*Materials provided*:
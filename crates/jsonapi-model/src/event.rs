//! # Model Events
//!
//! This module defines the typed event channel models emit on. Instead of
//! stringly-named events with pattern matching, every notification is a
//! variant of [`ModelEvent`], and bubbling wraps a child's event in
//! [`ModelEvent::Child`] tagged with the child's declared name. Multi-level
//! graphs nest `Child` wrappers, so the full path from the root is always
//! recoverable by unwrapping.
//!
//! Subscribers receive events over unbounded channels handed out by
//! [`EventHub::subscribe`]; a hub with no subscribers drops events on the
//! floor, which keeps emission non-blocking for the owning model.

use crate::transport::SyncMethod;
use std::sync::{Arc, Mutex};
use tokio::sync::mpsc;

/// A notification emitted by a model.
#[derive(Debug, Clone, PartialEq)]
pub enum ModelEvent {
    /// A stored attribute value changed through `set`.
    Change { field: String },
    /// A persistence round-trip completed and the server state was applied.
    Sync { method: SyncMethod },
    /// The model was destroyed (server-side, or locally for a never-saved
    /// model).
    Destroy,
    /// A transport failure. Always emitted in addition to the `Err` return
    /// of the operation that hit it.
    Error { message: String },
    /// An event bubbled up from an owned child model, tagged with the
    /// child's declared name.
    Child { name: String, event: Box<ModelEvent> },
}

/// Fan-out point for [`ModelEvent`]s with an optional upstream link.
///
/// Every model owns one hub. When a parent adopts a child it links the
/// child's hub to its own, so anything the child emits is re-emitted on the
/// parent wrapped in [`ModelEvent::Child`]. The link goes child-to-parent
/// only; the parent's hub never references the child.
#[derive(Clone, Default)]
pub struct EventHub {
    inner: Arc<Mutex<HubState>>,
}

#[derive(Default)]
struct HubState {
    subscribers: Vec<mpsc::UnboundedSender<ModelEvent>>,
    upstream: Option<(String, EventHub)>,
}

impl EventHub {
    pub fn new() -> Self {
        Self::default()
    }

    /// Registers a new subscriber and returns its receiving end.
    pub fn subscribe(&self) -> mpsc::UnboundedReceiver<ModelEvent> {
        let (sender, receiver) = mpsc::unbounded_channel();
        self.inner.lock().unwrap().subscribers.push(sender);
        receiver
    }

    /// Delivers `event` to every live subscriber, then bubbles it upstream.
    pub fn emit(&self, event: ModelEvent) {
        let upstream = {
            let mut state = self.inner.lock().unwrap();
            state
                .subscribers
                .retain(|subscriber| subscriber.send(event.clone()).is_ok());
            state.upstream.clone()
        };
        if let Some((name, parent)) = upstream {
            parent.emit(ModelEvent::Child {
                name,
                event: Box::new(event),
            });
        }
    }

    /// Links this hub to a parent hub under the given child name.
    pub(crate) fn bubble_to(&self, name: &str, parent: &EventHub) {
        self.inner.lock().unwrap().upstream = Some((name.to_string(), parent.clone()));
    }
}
---
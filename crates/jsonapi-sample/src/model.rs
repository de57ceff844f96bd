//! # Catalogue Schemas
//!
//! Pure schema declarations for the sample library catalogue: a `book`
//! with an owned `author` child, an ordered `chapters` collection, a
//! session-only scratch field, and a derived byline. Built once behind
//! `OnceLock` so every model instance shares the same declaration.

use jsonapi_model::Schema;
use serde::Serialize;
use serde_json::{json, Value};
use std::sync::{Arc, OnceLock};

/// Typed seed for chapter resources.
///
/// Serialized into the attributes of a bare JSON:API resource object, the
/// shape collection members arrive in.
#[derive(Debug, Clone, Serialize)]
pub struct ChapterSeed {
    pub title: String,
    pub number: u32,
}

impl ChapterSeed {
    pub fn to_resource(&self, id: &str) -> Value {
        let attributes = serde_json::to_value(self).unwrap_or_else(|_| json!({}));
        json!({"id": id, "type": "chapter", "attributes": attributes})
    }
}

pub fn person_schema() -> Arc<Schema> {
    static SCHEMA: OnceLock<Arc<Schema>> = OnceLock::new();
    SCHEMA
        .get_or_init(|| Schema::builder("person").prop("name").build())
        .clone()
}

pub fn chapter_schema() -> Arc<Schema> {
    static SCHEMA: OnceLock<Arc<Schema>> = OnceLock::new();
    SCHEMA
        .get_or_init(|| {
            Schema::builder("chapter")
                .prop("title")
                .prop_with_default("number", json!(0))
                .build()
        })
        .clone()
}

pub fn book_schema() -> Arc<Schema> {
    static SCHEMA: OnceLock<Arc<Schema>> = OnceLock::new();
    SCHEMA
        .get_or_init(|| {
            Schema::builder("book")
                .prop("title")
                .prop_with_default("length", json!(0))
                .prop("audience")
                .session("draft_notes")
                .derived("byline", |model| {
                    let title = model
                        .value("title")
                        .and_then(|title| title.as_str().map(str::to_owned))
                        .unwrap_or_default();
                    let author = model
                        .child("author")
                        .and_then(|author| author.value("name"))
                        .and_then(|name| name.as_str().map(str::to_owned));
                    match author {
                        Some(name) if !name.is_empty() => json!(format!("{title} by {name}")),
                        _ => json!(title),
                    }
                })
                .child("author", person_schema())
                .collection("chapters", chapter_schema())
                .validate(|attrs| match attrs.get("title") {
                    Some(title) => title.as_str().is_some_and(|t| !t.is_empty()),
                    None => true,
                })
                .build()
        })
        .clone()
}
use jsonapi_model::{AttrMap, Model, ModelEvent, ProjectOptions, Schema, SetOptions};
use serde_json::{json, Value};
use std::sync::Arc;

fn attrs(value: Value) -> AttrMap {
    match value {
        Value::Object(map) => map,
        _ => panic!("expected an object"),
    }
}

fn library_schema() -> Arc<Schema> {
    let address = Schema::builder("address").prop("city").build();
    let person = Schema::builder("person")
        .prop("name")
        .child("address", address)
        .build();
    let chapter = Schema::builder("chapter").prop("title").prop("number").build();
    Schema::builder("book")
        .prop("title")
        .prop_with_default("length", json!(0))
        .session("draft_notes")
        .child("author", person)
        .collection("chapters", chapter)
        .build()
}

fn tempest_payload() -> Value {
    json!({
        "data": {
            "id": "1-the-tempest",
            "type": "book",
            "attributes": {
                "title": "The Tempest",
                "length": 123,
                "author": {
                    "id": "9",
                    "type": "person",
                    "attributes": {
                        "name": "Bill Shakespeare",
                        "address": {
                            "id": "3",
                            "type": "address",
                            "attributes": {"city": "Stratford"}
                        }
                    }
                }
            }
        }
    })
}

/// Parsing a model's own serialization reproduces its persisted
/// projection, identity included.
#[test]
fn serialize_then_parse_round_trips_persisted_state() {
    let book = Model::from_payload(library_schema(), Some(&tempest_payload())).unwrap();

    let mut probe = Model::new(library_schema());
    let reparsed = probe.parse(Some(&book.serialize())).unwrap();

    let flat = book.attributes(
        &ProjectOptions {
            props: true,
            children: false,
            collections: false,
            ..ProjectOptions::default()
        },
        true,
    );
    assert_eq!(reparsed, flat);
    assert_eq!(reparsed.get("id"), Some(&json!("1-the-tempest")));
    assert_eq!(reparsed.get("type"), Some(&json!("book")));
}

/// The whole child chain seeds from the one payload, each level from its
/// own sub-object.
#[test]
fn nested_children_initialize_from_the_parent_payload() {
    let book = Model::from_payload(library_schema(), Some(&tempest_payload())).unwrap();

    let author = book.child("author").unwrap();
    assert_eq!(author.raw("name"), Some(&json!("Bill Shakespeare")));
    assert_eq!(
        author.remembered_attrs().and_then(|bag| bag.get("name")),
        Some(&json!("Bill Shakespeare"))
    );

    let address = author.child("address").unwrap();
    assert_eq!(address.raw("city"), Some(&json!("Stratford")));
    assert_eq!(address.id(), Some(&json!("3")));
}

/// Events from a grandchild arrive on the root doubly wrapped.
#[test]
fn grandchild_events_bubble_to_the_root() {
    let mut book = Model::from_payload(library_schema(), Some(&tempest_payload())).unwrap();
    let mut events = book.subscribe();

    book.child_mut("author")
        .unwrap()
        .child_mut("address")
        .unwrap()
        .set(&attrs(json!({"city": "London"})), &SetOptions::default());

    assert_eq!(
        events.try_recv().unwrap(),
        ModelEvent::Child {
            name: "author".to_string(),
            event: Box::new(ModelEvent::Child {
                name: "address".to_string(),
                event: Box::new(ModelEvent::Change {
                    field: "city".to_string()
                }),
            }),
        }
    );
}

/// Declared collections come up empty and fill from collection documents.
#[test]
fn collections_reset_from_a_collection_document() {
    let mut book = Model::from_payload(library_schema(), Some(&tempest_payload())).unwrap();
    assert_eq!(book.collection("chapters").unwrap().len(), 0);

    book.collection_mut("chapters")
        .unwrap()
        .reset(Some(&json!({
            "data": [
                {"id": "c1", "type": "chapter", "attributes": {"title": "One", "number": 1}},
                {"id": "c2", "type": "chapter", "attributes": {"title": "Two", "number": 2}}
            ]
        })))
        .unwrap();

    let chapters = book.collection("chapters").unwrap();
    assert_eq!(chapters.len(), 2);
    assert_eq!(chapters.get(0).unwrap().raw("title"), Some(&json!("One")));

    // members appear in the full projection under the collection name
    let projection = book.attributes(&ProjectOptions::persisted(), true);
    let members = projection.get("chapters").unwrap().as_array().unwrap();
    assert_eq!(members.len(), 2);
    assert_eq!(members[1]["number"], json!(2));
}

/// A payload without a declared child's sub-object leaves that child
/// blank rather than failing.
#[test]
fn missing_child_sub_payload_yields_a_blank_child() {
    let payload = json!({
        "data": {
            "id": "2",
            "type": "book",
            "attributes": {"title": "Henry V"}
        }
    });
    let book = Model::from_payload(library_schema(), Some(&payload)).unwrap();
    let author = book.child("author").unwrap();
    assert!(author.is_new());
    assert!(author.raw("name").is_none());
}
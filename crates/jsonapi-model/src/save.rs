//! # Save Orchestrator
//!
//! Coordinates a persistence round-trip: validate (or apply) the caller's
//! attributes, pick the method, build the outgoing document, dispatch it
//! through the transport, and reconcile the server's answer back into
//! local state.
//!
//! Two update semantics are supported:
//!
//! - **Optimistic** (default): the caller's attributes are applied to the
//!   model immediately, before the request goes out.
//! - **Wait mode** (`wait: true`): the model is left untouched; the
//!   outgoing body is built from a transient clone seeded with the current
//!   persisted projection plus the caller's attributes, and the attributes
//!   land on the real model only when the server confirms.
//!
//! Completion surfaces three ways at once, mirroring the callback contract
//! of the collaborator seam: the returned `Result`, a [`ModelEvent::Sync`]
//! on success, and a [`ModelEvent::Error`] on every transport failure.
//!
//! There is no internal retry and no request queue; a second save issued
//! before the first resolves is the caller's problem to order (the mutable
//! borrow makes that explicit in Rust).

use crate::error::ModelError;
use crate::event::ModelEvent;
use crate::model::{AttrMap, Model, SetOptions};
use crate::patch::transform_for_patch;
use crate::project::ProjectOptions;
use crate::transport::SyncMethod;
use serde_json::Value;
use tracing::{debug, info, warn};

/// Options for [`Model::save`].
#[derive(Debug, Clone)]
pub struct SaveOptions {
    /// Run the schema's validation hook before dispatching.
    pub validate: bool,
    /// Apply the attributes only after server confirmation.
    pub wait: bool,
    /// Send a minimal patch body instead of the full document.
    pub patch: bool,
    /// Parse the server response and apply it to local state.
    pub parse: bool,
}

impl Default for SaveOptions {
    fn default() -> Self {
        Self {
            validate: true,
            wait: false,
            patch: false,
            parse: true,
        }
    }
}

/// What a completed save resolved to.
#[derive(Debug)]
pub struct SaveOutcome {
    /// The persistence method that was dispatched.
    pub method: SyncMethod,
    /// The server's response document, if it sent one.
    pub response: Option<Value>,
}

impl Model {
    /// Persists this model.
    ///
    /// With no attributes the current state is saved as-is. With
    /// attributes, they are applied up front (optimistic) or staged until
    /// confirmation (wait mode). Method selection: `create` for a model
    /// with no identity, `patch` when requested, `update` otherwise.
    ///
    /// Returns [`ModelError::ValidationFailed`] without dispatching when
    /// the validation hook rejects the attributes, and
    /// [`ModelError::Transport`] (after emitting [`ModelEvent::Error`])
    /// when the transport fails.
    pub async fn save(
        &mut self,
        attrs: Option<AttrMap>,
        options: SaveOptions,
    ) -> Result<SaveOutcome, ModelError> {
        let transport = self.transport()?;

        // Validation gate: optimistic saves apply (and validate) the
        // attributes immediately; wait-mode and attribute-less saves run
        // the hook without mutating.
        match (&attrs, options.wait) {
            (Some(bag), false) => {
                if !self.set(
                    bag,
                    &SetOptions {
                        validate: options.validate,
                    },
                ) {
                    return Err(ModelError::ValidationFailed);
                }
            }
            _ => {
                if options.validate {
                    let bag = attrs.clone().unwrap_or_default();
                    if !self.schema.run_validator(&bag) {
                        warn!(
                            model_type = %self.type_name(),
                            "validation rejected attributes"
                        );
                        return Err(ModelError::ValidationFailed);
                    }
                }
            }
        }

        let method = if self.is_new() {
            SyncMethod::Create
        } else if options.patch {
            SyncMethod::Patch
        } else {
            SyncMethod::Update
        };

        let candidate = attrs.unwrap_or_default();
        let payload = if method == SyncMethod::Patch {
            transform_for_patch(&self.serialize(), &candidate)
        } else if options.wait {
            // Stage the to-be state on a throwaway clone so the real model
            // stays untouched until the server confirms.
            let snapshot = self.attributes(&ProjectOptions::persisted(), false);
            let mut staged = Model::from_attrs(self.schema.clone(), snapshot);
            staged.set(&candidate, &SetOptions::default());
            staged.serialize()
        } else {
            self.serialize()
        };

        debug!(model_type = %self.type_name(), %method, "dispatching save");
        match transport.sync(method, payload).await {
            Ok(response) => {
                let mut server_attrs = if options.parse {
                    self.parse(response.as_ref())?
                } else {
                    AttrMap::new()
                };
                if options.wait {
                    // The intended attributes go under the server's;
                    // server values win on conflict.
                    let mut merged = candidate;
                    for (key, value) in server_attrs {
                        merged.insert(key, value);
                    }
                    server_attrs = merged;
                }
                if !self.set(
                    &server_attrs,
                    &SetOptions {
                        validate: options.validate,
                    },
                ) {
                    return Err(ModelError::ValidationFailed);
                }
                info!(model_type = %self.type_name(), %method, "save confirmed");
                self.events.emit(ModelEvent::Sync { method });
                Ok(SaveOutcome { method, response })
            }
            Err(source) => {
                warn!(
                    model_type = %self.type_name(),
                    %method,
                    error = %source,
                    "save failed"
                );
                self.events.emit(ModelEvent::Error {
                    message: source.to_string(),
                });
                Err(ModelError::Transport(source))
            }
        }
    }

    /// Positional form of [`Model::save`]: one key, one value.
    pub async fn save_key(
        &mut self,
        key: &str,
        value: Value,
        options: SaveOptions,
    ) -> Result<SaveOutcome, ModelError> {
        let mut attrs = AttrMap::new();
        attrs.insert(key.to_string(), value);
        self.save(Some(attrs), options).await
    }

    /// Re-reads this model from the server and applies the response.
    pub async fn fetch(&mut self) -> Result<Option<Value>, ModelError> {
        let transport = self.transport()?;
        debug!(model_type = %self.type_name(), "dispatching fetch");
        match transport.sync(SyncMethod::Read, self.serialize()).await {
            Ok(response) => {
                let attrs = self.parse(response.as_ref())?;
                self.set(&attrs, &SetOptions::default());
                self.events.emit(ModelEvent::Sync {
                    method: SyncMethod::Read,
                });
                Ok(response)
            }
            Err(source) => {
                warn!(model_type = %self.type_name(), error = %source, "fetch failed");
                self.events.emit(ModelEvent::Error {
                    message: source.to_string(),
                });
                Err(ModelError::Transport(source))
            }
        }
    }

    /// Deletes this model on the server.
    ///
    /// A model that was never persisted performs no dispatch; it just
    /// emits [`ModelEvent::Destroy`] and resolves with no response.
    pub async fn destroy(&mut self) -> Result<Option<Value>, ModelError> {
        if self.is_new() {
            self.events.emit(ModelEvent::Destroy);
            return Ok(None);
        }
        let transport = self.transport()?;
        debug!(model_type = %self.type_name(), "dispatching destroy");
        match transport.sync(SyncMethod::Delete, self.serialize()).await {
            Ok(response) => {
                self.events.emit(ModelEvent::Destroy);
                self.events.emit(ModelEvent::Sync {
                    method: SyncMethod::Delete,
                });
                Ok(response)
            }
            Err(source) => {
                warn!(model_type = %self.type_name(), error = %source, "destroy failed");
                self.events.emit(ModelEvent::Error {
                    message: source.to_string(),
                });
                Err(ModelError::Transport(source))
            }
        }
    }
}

*What the exercise asks*: Each line above from the one with "(Some(bag), false) =>" up to and including the one with "else if options.patch" must be set down exactly, and no line outside that span may appear.

*Expected output*:
            (Some(bag), false) => {
                if !self.set(
                    bag,
                    &SetOptions {
                        validate: options.validate,
                    },
                ) {
                    return Err(ModelError::ValidationFailed);
                }
            }
            _ => {
                if options.validate {
                    let bag = attrs.clone().unwrap_or_default();
                    if !self.schema.run_validator(&bag) {
                        warn!(
                            model_type = %self.type_name(),
                            "validation rejected attributes"
                        );
                        return Err(ModelError::ValidationFailed);
                    }
                }
            }
        }

        let method = if self.is_new() {
            SyncMethod::Create
        } else if options.patch {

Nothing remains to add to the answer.